The Last Rites and Absolution during the Covid-19 crisis: Pope Francis grants Plenary Indulgences
April 15, 2020 | by Admin IWD
The Last Rites and Absolution during the Covid-19 crisis: Pope Francis grants Plenary Indulgences

The Last Rites and Absolution during the Covid-19 crisis: Pope Francis grants Plenary Indulgences

Usually when someone is sick or dying, they can ask a priest to come and anoint them or administer the Last Rites. Or, if they are too ill to do this themselves, a family member or friend who knows this is what they would want, can call the priest on their behalf. But what happens now, when health regulations due to risk of contagion from Covid-19 mean that a priest may not be able to attend the sick person?

Thanks to new provisions brought in during this crisis for the sick and the dying by Pope Francis, with the right disposition, they can still be assured of God’s love and mercy, and families need not worry that their loved ones were unprovided for at their hour of death.

Not only that, but the new provisions also include health-care workers, family members, and all those putting themselves at risk of contagion, who at this time cannot themselves access sacramental absolution because they are caring for the sick.

Finally, the faithful in general, who in the ordinary course of their faith lives would be accessing the sacraments of healing and reconciliation at this time, but who cannot do so because of the lock- down, are also given a means of receiving God’s mercy and forgiveness.

The provisions have come in the form of a 19 March 2020 Apostolic Penitentiary Decree from the Vatican “ex auctoritate Summi Pontificis” - in other words, from the authority of the Supreme Pontiff. However, the Holy Father had spoken about these provisions and the disposition necessary to receive them several times before and after the issuing of this document.

Pope Francis said in one of his little homilies recently that people should act on what is said in the Catechism. They will read there the nature of an indulgence (see CCC 1471).

Sins for which a person is contrite are already forgiven. So, people who cannot at this time celebrate the sacrament of reconciliation, if they sincerely turn to God in their hearts and tell God that they are truly sorry for all their sins, are forgiven in that moment and the plenary indulgence frees them from all the temporal punishment.
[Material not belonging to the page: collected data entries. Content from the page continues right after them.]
use std::path::{Path, PathBuf};

use stocktrack_products::{Catalog, ProductRecord};

use super::{CatalogStore, LoadReport};
use crate::error::StoreResult;
use crate::json_file;

/// Catalog stored as a JSON array of product records.
#[derive(Debug, Clone)]
pub struct JsonCatalogStore {
    path: PathBuf,
}

impl JsonCatalogStore {
    pub fn new(path: impl Into<PathBuf>) -> Self {
        Self { path: path.into() }
    }

    pub fn path(&self) -> &Path {
        &self.path
    }
}

impl CatalogStore for JsonCatalogStore {
    fn load(&self) -> StoreResult<LoadReport> {
        match json_file::read_records::<ProductRecord>(&self.path)? {
            Some(records) => {
                let catalog: Catalog = records.into_iter().collect();
                tracing::info!(path = %self.path.display(), products = catalog.len(), "catalog loaded");
                Ok(LoadReport::loaded(catalog))
            }
            None => {
                tracing::warn!(path = %self.path.display(), "catalog file not found; starting with an empty catalog");
                Ok(LoadReport::missing(self.path.display().to_string()))
            }
        }
    }

    fn save(&self, catalog: &Catalog) -> StoreResult<()> {
        json_file::write_records(&self.path, &catalog.to_records())?;
        tracing::info!(path = %self.path.display(), products = catalog.len(), "catalog saved");
        Ok(())
    }
}
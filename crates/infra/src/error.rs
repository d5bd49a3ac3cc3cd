//! Storage error model.

use std::path::PathBuf;

use stocktrack_core::DomainError;
use thiserror::Error;

pub type StoreResult<T> = Result<T, StoreError>;

/// Failure while reading or writing a backing file.
#[derive(Debug, Error)]
pub enum StoreError {
    #[error("failed to read {}: {source}", .path.display())]
    Read {
        path: PathBuf,
        #[source]
        source: std::io::Error,
    },

    #[error("failed to write {}: {source}", .path.display())]
    Write {
        path: PathBuf,
        #[source]
        source: std::io::Error,
    },

    /// The file is not a JSON array.
    #[error("malformed JSON in {}: {source}", .path.display())]
    Malformed {
        path: PathBuf,
        #[source]
        source: serde_json::Error,
    },

    /// An array entry does not have the expected fields.
    #[error("invalid record #{index} in {}: {source}", .path.display())]
    InvalidRecord {
        path: PathBuf,
        index: usize,
        #[source]
        source: serde_json::Error,
    },

    #[error("failed to encode records for {}: {source}", .path.display())]
    Encode {
        path: PathBuf,
        #[source]
        source: serde_json::Error,
    },

    #[error("lock poisoned")]
    LockPoisoned,

    #[error(transparent)]
    Domain(#[from] DomainError),
}

impl StoreError {
    /// The domain error carried by this failure, if any.
    pub fn as_domain(&self) -> Option<&DomainError> {
        match self {
            StoreError::Domain(err) => Some(err),
            _ => None,
        }
    }
}
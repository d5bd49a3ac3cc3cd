//! `stocktrack-desktop`
//!
//! **Responsibility:** the application shell around the stock domain.
//!
//! This crate provides:
//! - Workflows composing validation, lookups and persistence ([`Inventory`])
//! - Raw form input validation
//! - Configuration (file locations, log format)
//! - A command-line front-end standing in for the form UI
//!
//! Front-ends call the workflow operations and render the returned outcome
//! or error; they hold no domain logic of their own.

pub mod cli;
pub mod config;
pub mod error;
pub mod input;
pub mod inventory;
pub mod outcome;

pub use config::DesktopConfig;
pub use error::WorkflowError;
pub use inventory::Inventory;
pub use outcome::{OrderPlaced, PriceQuote, StockUpdated};
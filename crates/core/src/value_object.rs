//! Value object trait: equality by value, not identity.

use serde::{Deserialize, Deserializer, Serialize, Serializer};

/// Marker trait for value objects.
///
/// Value objects are immutable and compared by their attribute values. To
/// "modify" one, build a new one.
pub trait ValueObject: Clone + PartialEq + core::fmt::Debug {}

/// Monetary amount in currency units (e.g. Turkish lira).
///
/// Persisted as a bare JSON number. Integral amounts are written without a
/// fractional part so `1000` stays `1000` after a load/save cycle.
#[derive(Debug, Clone, Copy, PartialEq, PartialOrd, Default)]
pub struct Price(f64);

impl ValueObject for Price {}

impl Price {
    pub const ZERO: Price = Price(0.0);

    /// Build a price; `None` for negative, NaN or infinite amounts.
    pub fn new(amount: f64) -> Option<Self> {
        (amount.is_finite() && amount >= 0.0).then_some(Self(amount))
    }

    pub fn amount(self) -> f64 {
        self.0
    }

    /// Unit price times a quantity.
    pub fn times(self, quantity: u32) -> Price {
        Price(self.0 * f64::from(quantity))
    }

    fn as_whole(self) -> Option<i64> {
        // 2^53: beyond this f64 no longer represents every integer.
        const EXACT: f64 = 9_007_199_254_740_992.0;
        (self.0.fract() == 0.0 && self.0 <= EXACT).then_some(self.0 as i64)
    }
}

impl core::fmt::Display for Price {
    fn fmt(&self, f: &mut core::fmt::Formatter<'_>) -> core::fmt::Result {
        match self.as_whole() {
            Some(whole) => write!(f, "{whole}"),
            None => write!(f, "{}", self.0),
        }
    }
}

impl Serialize for Price {
    fn serialize<S: Serializer>(&self, serializer: S) -> Result<S::Ok, S::Error> {
        match self.as_whole() {
            Some(whole) => serializer.serialize_i64(whole),
            None => serializer.serialize_f64(self.0),
        }
    }
}

impl<'de> Deserialize<'de> for Price {
    fn deserialize<D: Deserializer<'de>>(deserializer: D) -> Result<Self, D::Error> {
        let amount = f64::deserialize(deserializer)?;
        Price::new(amount).ok_or_else(|| {
            serde::de::Error::custom(format!("price must be a non-negative number, got {amount}"))
        })
    }
}
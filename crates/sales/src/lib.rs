//! Sales domain module.
//!
//! Orders placed against catalog products, implemented purely as
//! deterministic domain logic (no IO).

pub mod order;

pub use order::{ORDER_DATE_FORMAT, Order, OrderRecord};
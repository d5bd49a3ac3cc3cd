//! In-memory catalog: the owned list of products workflows operate on.

use stocktrack_core::entity::{find_by_id, find_by_id_mut};
use stocktrack_core::ProductId;

use crate::product::{Product, ProductRecord};

/// The full set of known products, in file order.
#[derive(Debug, Clone, Default, PartialEq)]
pub struct Catalog {
    products: Vec<Product>,
}

impl Catalog {
    pub fn new(products: Vec<Product>) -> Self {
        Self { products }
    }

    pub fn empty() -> Self {
        Self::default()
    }

    pub fn products(&self) -> &[Product] {
        &self.products
    }

    pub fn len(&self) -> usize {
        self.products.len()
    }

    pub fn is_empty(&self) -> bool {
        self.products.is_empty()
    }

    /// Linear scan by identifier.
    pub fn find(&self, id: ProductId) -> Option<&Product> {
        find_by_id(&self.products, &id)
    }

    pub fn find_mut(&mut self, id: ProductId) -> Option<&mut Product> {
        find_by_id_mut(&mut self.products, &id)
    }

    /// Persisted shape of every product, in catalog order.
    pub fn to_records(&self) -> Vec<ProductRecord> {
        self.products.iter().map(Product::to_record).collect()
    }
}

impl FromIterator<ProductRecord> for Catalog {
    fn from_iter<I: IntoIterator<Item = ProductRecord>>(iter: I) -> Self {
        Self::new(iter.into_iter().map(Product::from).collect())
    }
}

#[cfg(test)]
mod tests {
    use super::*;
    use stocktrack_core::Price;

    fn sample() -> Catalog {
        Catalog::new(vec![
            Product::new(ProductId::new(101), "Televizyon", Price::new(1000.0).unwrap(), 5),
            Product::new(ProductId::new(109), "Mouse", Price::new(150.0).unwrap(), 40),
        ])
    }

    #[test]
    fn find_returns_matching_product() {
        let catalog = sample();
        assert_eq!(catalog.find(ProductId::new(109)).map(Product::name), Some("Mouse"));
        assert!(catalog.find(ProductId::new(999)).is_none());
    }

    #[test]
    fn find_mut_edits_in_place() {
        let mut catalog = sample();
        if let Some(product) = catalog.find_mut(ProductId::new(101)) {
            product.set_stock(50);
        }
        assert_eq!(catalog.find(ProductId::new(101)).map(Product::stock), Some(50));
    }

    #[test]
    fn records_round_trip_through_collect() {
        let catalog = sample();
        let rebuilt: Catalog = catalog.to_records().into_iter().collect();
        assert_eq!(rebuilt, catalog);
        assert_eq!(rebuilt.len(), 2);
        assert!(Catalog::empty().is_empty());
    }
}
use std::sync::RwLock;

use stocktrack_sales::OrderRecord;

use super::{OrderLog, push_unique};
use crate::error::{StoreError, StoreResult};

/// In-memory order log.
///
/// Intended for tests/dev.
#[derive(Debug, Default)]
pub struct InMemoryOrderLog {
    entries: RwLock<Vec<OrderRecord>>,
}

impl InMemoryOrderLog {
    pub fn new() -> Self {
        Self::default()
    }
}

impl OrderLog for InMemoryOrderLog {
    fn entries(&self) -> StoreResult<Vec<OrderRecord>> {
        let guard = self.entries.read().map_err(|_| StoreError::LockPoisoned)?;
        Ok(guard.clone())
    }

    fn append_record(&self, record: OrderRecord) -> StoreResult<()> {
        let mut guard = self.entries.write().map_err(|_| StoreError::LockPoisoned)?;
        push_unique(&mut guard, record)
    }
}
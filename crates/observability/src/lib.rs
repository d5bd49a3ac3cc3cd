//! Tracing and logging (shared setup).

pub mod tracing;

pub use crate::tracing::LogFormat;

/// Initialize process-wide logging in the given output format.
///
/// Safe to call multiple times; subsequent calls become no-ops.
pub fn init(format: LogFormat) {
    tracing::init(format);
}
//! Error surface of the workflows.

use stocktrack_core::DomainError;
use stocktrack_infra::StoreError;
use thiserror::Error;

/// Why a workflow did not complete.
///
/// Domain failures are expected misuse and leave all state untouched. Store
/// failures are I/O or decoding problems with a backing file.
#[derive(Debug, Error)]
pub enum WorkflowError {
    #[error(transparent)]
    Domain(#[from] DomainError),

    #[error(transparent)]
    Store(StoreError),
}

impl From<StoreError> for WorkflowError {
    fn from(err: StoreError) -> Self {
        match err {
            StoreError::Domain(domain) => WorkflowError::Domain(domain),
            other => WorkflowError::Store(other),
        }
    }
}

impl WorkflowError {
    pub fn as_domain(&self) -> Option<&DomainError> {
        match self {
            WorkflowError::Domain(err) => Some(err),
            WorkflowError::Store(_) => None,
        }
    }

    /// Short machine-readable category.
    pub fn code(&self) -> &'static str {
        match self {
            WorkflowError::Domain(err) => err.code(),
            WorkflowError::Store(_) => "storage_error",
        }
    }
}

#[cfg(test)]
mod tests {
    use super::*;
    use stocktrack_core::OrderId;

    #[test]
    fn store_wrapped_domain_errors_are_unwrapped() {
        let err: WorkflowError = StoreError::Domain(DomainError::DuplicateOrderId(OrderId::new(3))).into();
        assert_eq!(
            err.as_domain(),
            Some(&DomainError::DuplicateOrderId(OrderId::new(3)))
        );
        assert_eq!(err.code(), "duplicate_order_id");
    }

    #[test]
    fn io_failures_stay_storage_errors() {
        let err: WorkflowError = StoreError::LockPoisoned.into();
        assert!(err.as_domain().is_none());
        assert_eq!(err.code(), "storage_error");
    }
}
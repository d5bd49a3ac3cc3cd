//! Domain error model.

use thiserror::Error;

use crate::id::{OrderId, ProductId};

/// Result type used across the domain layer.
pub type DomainResult<T> = Result<T, DomainError>;

/// Domain-level error.
///
/// Every variant is non-fatal to the process and maps to one user-visible
/// message. I/O and decoding failures belong to the storage layer.
#[derive(Debug, Error, Clone, PartialEq, Eq)]
pub enum DomainError {
    /// A required input field was empty.
    #[error("missing input: {field} is required")]
    MissingInput { field: String },

    /// A field expected to hold a whole number held something else.
    #[error("invalid input: {field} must contain digits only")]
    NonNumericInput { field: String },

    /// The catalog file was absent at load time.
    #[error("catalog file not found: {path}")]
    CatalogFileMissing { path: String },

    /// No catalog entry carries the requested identifier.
    #[error("no product with id {0}")]
    ProductNotFound(ProductId),

    /// The requested quantity exceeds current stock.
    #[error("insufficient stock for product {product_id}: requested {requested}, available {available}")]
    InsufficientStock {
        product_id: ProductId,
        requested: u32,
        available: u32,
    },

    /// The order identifier is already present in the order log.
    #[error("order {0} already exists")]
    DuplicateOrderId(OrderId),
}

impl DomainError {
    pub fn missing(field: impl Into<String>) -> Self {
        Self::MissingInput {
            field: field.into(),
        }
    }

    pub fn non_numeric(field: impl Into<String>) -> Self {
        Self::NonNumericInput {
            field: field.into(),
        }
    }

    pub fn catalog_missing(path: impl Into<String>) -> Self {
        Self::CatalogFileMissing { path: path.into() }
    }

    pub fn insufficient_stock(product_id: ProductId, requested: u32, available: u32) -> Self {
        Self::InsufficientStock {
            product_id,
            requested,
            available,
        }
    }

    /// Short machine-readable category, stable across message wording changes.
    pub fn code(&self) -> &'static str {
        match self {
            DomainError::MissingInput { .. } => "missing_input",
            DomainError::NonNumericInput { .. } => "non_numeric_input",
            DomainError::CatalogFileMissing { .. } => "catalog_file_missing",
            DomainError::ProductNotFound(_) => "product_not_found",
            DomainError::InsufficientStock { .. } => "insufficient_stock",
            DomainError::DuplicateOrderId(_) => "duplicate_order_id",
        }
    }
}

#[cfg(test)]
mod tests {
    use super::*;

    #[test]
    fn messages_name_the_offending_values() {
        let err = DomainError::insufficient_stock(ProductId::new(101), 10, 2);
        assert_eq!(
            err.to_string(),
            "insufficient stock for product 101: requested 10, available 2"
        );

        let err = DomainError::DuplicateOrderId(OrderId::new(7));
        assert_eq!(err.to_string(), "order 7 already exists");

        let err = DomainError::missing("quantity");
        assert_eq!(err.to_string(), "missing input: quantity is required");
    }

    #[test]
    fn codes_are_distinct_per_category() {
        let errors = [
            DomainError::missing("a"),
            DomainError::non_numeric("a"),
            DomainError::catalog_missing("urunler.json"),
            DomainError::ProductNotFound(ProductId::new(1)),
            DomainError::insufficient_stock(ProductId::new(1), 2, 1),
            DomainError::DuplicateOrderId(OrderId::new(1)),
        ];
        let mut codes: Vec<_> = errors.iter().map(DomainError::code).collect();
        codes.sort_unstable();
        codes.dedup();
        assert_eq!(codes.len(), errors.len());
    }
}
In the new Decree, the following Plenary Indulgences have been granted:

For the faithful suffering from Covid-19 who are in enforced quarantine either at home or in hospital; and for health-care workers, family members and all those following the example of the Good Samaritan in exposing themselves to the risk of contagion to care for those sick with coronavirus, a Plenary Indulgence is granted as follows:

Subject to doing one of the following, in a spirit detached from any sin, and with the willingness to go to confession, receive Holy Communion, and pray for the Holy Father’s intentions as soon as this becomes possible for them at a later date:

joining spiritually in the Mass via the media (e.g. via internet/radio etc.)

or

reciting the Holy Rosary

or

praying the Stations of the Cross

or

some other form of devotion

or

reciting the Creed, the Lord’s Prayer, and invoking the help of the Blessed Virgin Mary, faithfully offering up their suffering in charity towards others.

To all the rest of the faithful, if they will implore Almighty God for an end to the Coronavirus crisis, relief to those who are afflicted and eternal salvation to those who have died, a Plenary Indulgence is also granted as follows:

Subject to doing one of the following, again, in a spirit detached from any sin, and with the willingness to go to confession, receive Holy Communion, and pray for the Pope’s intentions as soon as this may become possible for them at a later date:

Visit the Blessed Sacrament (obviously this applies only in those few parts of the world not in lock- down)


or


Adore the Blessed Sacrament (again only applies where there is no lock-down)

or

read the Holy Scriptures for at least half an hour

or

recite of the Holy Rosary

or

Pray the Stations of the Cross

or

recite the Chaplet of Divine Mercy

For all the sick amongst the faithful, unable to receive the Sacrament of the Anointing of the Sick or the Viaticum (Last Rites) during this crisis - whether they should be suffering from Covid-19 or not - a Plenary Indulgence is granted on the point of death:

Provided that they are duly disposed, and have recited a few prayers during their lifetime (the Church herself ‘makes up’ for the other usual conditions). For the attainment of this indulgence, the use of the crucifix is recommended (e.g. placing it near the sick person, provided health regulations can be followed) but this is not essential.

At a time when the suffering of so many seems so senseless, the Holy Father reminds us that, in the words of St John Paul II, the value of human suffering is twofold: “it is supernatural because it is rooted in the divine mystery of the Redemption of the world, and it is likewise deeply human because in it, the person discovers themselves, their own humanity, their own dignity and their own mission.”

As so many work so tirelessly for the relief of suffering, let us rediscover our humanity, our dignity and our mission as we join in praying and working ceaselessly for an end to this pandemic. And let us rejoice that no one need go unprovided for in their hour of need, our Lord Jesus Christ has done everything for us: “He is risen indeed, Alleluia, Alleluia!”